- TASK DIRECTIONS
Would you return all of this data exactly, leaving nothing out?

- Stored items
********

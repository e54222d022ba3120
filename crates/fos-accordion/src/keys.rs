//! Keyboard mapping
//!
//! Translates key presses into roving-focus moves. Horizontal arrows mirror
//! under right-to-left layout; vertical arrows, Home and End do not.

use fos_a11y::RovingFocus;
use fos_dom::{Key, Modifiers};

use crate::Direction;

/// Header-to-header move requested from a header
#[derive(Debug, Clone, Copy, PartialEq, Eq)]
pub enum NavIntent {
    First,
    Last,
    Prev,
    Next,
}

impl NavIntent {
    /// Target index within a group, wrapping at both ends
    pub fn resolve(self, group: RovingFocus, current: usize) -> Option<usize> {
        match self {
            Self::First => group.first(),
            Self::Last => group.last(),
            Self::Prev => group.prev(current),
            Self::Next => group.next(current),
        }
    }
}

/// Direction-aware key map for headers
#[derive(Debug, Clone, Copy, PartialEq, Eq)]
pub struct KeyMap {
    direction: Direction,
}

impl KeyMap {
    pub fn new(direction: Direction) -> Self {
        Self { direction }
    }

    pub fn direction(&self) -> Direction {
        self.direction
    }

    /// Intent for an unmodified key press; ctrl is reserved for panel shortcuts
    pub fn intent(&self, key: &Key, modifiers: Modifiers) -> Option<NavIntent> {
        if modifiers.ctrl {
            return None;
        }
        match (key, self.direction) {
            (Key::Home, _) => Some(NavIntent::First),
            (Key::End, _) => Some(NavIntent::Last),
            (Key::ArrowUp, _) => Some(NavIntent::Prev),
            (Key::ArrowDown, _) => Some(NavIntent::Next),
            (Key::ArrowLeft, Direction::Ltr) | (Key::ArrowRight, Direction::Rtl) => {
                Some(NavIntent::Prev)
            }
            (Key::ArrowRight, Direction::Ltr) | (Key::ArrowLeft, Direction::Rtl) => {
                Some(NavIntent::Next)
            }
            _ => None,
        }
    }
}

/// Shortcut pressed while focus is inside a panel
#[derive(Debug, Clone, Copy, PartialEq, Eq)]
pub enum PanelIntent {
    /// Ctrl+ArrowUp
    OwnHeader,
    /// Ctrl+PageUp
    PrevHeader,
    /// Ctrl+PageDown
    NextHeader,
}

impl PanelIntent {
    pub fn from_key(key: &Key, modifiers: Modifiers) -> Option<Self> {
        if !modifiers.ctrl {
            return None;
        }
        match key {
            Key::ArrowUp => Some(Self::OwnHeader),
            Key::PageUp => Some(Self::PrevHeader),
            Key::PageDown => Some(Self::NextHeader),
            _ => None,
        }
    }

    /// Target header index for the panel at `own`
    pub fn resolve(self, group: RovingFocus, own: usize) -> Option<usize> {
        match self {
            Self::OwnHeader => (own < group.len()).then_some(own),
            Self::PrevHeader => group.prev(own),
            Self::NextHeader => group.next(own),
        }
    }
}
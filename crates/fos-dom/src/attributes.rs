//! Element Attributes
//!
//! Ordered attribute storage with get, set, remove and has.

/// Single attribute
#[derive(Debug, Clone, PartialEq, Eq)]
pub struct Attr {
    pub name: String,
    pub value: String,
}

impl Attr {
    pub fn new(name: impl Into<String>, value: impl Into<String>) -> Self {
        Self {
            name: name.into(),
            value: value.into(),
        }
    }
}

/// Named node map (attribute collection)
///
/// Keeps source order so serialization is stable. Elements rarely carry
/// more than a handful of attributes, so lookups are linear.
#[derive(Debug, Clone, Default, PartialEq, Eq)]
pub struct NamedNodeMap {
    attributes: Vec<Attr>,
}

impl NamedNodeMap {
    pub fn new() -> Self {
        Self::default()
    }

    /// Get number of attributes
    pub fn len(&self) -> usize {
        self.attributes.len()
    }

    pub fn is_empty(&self) -> bool {
        self.attributes.is_empty()
    }

    /// Get attribute value
    pub fn get(&self, name: &str) -> Option<&str> {
        self.attributes
            .iter()
            .find(|a| a.name == name)
            .map(|a| a.value.as_str())
    }

    /// Set attribute, returning the previous value
    pub fn set(&mut self, name: &str, value: &str) -> Option<String> {
        match self.attributes.iter_mut().find(|a| a.name == name) {
            Some(attr) => Some(std::mem::replace(&mut attr.value, value.to_string())),
            None => {
                self.attributes.push(Attr::new(name, value));
                None
            }
        }
    }

    /// Remove attribute by name
    pub fn remove(&mut self, name: &str) -> Option<String> {
        let index = self.attributes.iter().position(|a| a.name == name)?;
        Some(self.attributes.remove(index).value)
    }

    /// Check if attribute exists
    pub fn has(&self, name: &str) -> bool {
        self.attributes.iter().any(|a| a.name == name)
    }

    /// Iterate over attributes in source order
    pub fn iter(&self) -> impl Iterator<Item = &Attr> {
        self.attributes.iter()
    }
}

********

- RESULT OF THIS TASK
repository e54222d022ba3120
filename crates/fos-accordion/src/keys.rs
//! Keyboard mapping
//!
//! Translates key presses into roving-focus moves. Horizontal arrows mirror
//! under right-to-left layout; vertical arrows, Home and End do not.

use fos_a11y::RovingFocus;
use fos_dom::{Key, Modifiers};

use crate::Direction;

/// Header-to-header move requested from a header
#[derive(Debug, Clone, Copy, PartialEq, Eq)]
pub enum NavIntent {
    First,
    Last,
    Prev,
    Next,
}

impl NavIntent {
    /// Target index within a group, wrapping at both ends
    pub fn resolve(self, group: RovingFocus, current: usize) -> Option<usize> {
        match self {
            Self::First => group.first(),
            Self::Last => group.last(),
            Self::Prev => group.prev(current),
            Self::Next => group.next(current),
        }
    }
}

/// Direction-aware key map for headers
#[derive(Debug, Clone, Copy, PartialEq, Eq)]
pub struct KeyMap {
    direction: Direction,
}

impl KeyMap {
    pub fn new(direction: Direction) -> Self {
        Self { direction }
    }

    pub fn direction(&self) -> Direction {
        self.direction
    }

    /// Intent for an unmodified key press; ctrl is reserved for panel shortcuts
    pub fn intent(&self, key: &Key, modifiers: Modifiers) -> Option<NavIntent> {
        if modifiers.ctrl {
            return None;
        }
        match (key, self.direction) {
            (Key::Home, _) => Some(NavIntent::First),
            (Key::End, _) => Some(NavIntent::Last),
            (Key::ArrowUp, _) => Some(NavIntent::Prev),
            (Key::ArrowDown, _) => Some(NavIntent::Next),
            (Key::ArrowLeft, Direction::Ltr) | (Key::ArrowRight, Direction::Rtl) => {
                Some(NavIntent::Prev)
            }
            (Key::ArrowRight, Direction::Ltr) | (Key::ArrowLeft, Direction::Rtl) => {
                Some(NavIntent::Next)
            }
            _ => None,
        }
    }
}

/// Shortcut pressed while focus is inside a panel
#[derive(Debug, Clone, Copy, PartialEq, Eq)]
pub enum PanelIntent {
    /// Ctrl+ArrowUp
    OwnHeader,
    /// Ctrl+PageUp
    PrevHeader,
    /// Ctrl+PageDown
    NextHeader,
}

impl PanelIntent {
    pub fn from_key(key: &Key, modifiers: Modifiers) -> Option<Self> {
        if !modifiers.ctrl {
            return None;
        }
        match key {
            Key::ArrowUp => Some(Self::OwnHeader),
            Key::PageUp => Some(Self::PrevHeader),
            Key::PageDown => Some(Self::NextHeader),
            _ => None,
        }
    }

    /// Target header index for the panel at `own`
    pub fn resolve(self, group: RovingFocus, own: usize) -> Option<usize> {
        match self {
            Self::OwnHeader => (own < group.len()).then_some(own),
            Self::PrevHeader => group.prev(own),
            Self::NextHeader => group.next(own),
        }
    }
}
filename crates/fos-dom/src/attributes.rs
//! Element Attributes
//!
//! Ordered attribute storage with get, set, remove and has.

/// Single attribute
#[derive(Debug, Clone, PartialEq, Eq)]
pub struct Attr {
    pub name: String,
    pub value: String,
}

impl Attr {
    pub fn new(name: impl Into<String>, value: impl Into<String>) -> Self {
        Self {
            name: name.into(),
            value: value.into(),
        }
    }
}

/// Named node map (attribute collection)
///
/// Keeps source order so serialization is stable. Elements rarely carry
/// more than a handful of attributes, so lookups are linear.
#[derive(Debug, Clone, Default, PartialEq, Eq)]
pub struct NamedNodeMap {
    attributes: Vec<Attr>,
}

impl NamedNodeMap {
    pub fn new() -> Self {
        Self::default()
    }

    /// Get number of attributes
    pub fn len(&self) -> usize {
        self.attributes.len()
    }

    pub fn is_empty(&self) -> bool {
        self.attributes.is_empty()
    }

    /// Get attribute value
    pub fn get(&self, name: &str) -> Option<&str> {
        self.attributes
            .iter()
            .find(|a| a.name == name)
            .map(|a| a.value.as_str())
    }

    /// Set attribute, returning the previous value
    pub fn set(&mut self, name: &str, value: &str) -> Option<String> {
        match self.attributes.iter_mut().find(|a| a.name == name) {
            Some(attr) => Some(std::mem::replace(&mut attr.value, value.to_string())),
            None => {
                self.attributes.push(Attr::new(name, value));
                None
            }
        }
    }

    /// Remove attribute by name
    pub fn remove(&mut self, name: &str) -> Option<String> {
        let index = self.attributes.iter().position(|a| a.name == name)?;
        Some(self.attributes.remove(index).value)
    }

    /// Check if attribute exists
    pub fn has(&self, name: &str) -> bool {
        self.attributes.iter().any(|a| a.name == name)
    }

    /// Iterate over attributes in source order
    pub fn iter(&self) -> impl Iterator<Item = &Attr> {
        self.attributes.iter()
    }
}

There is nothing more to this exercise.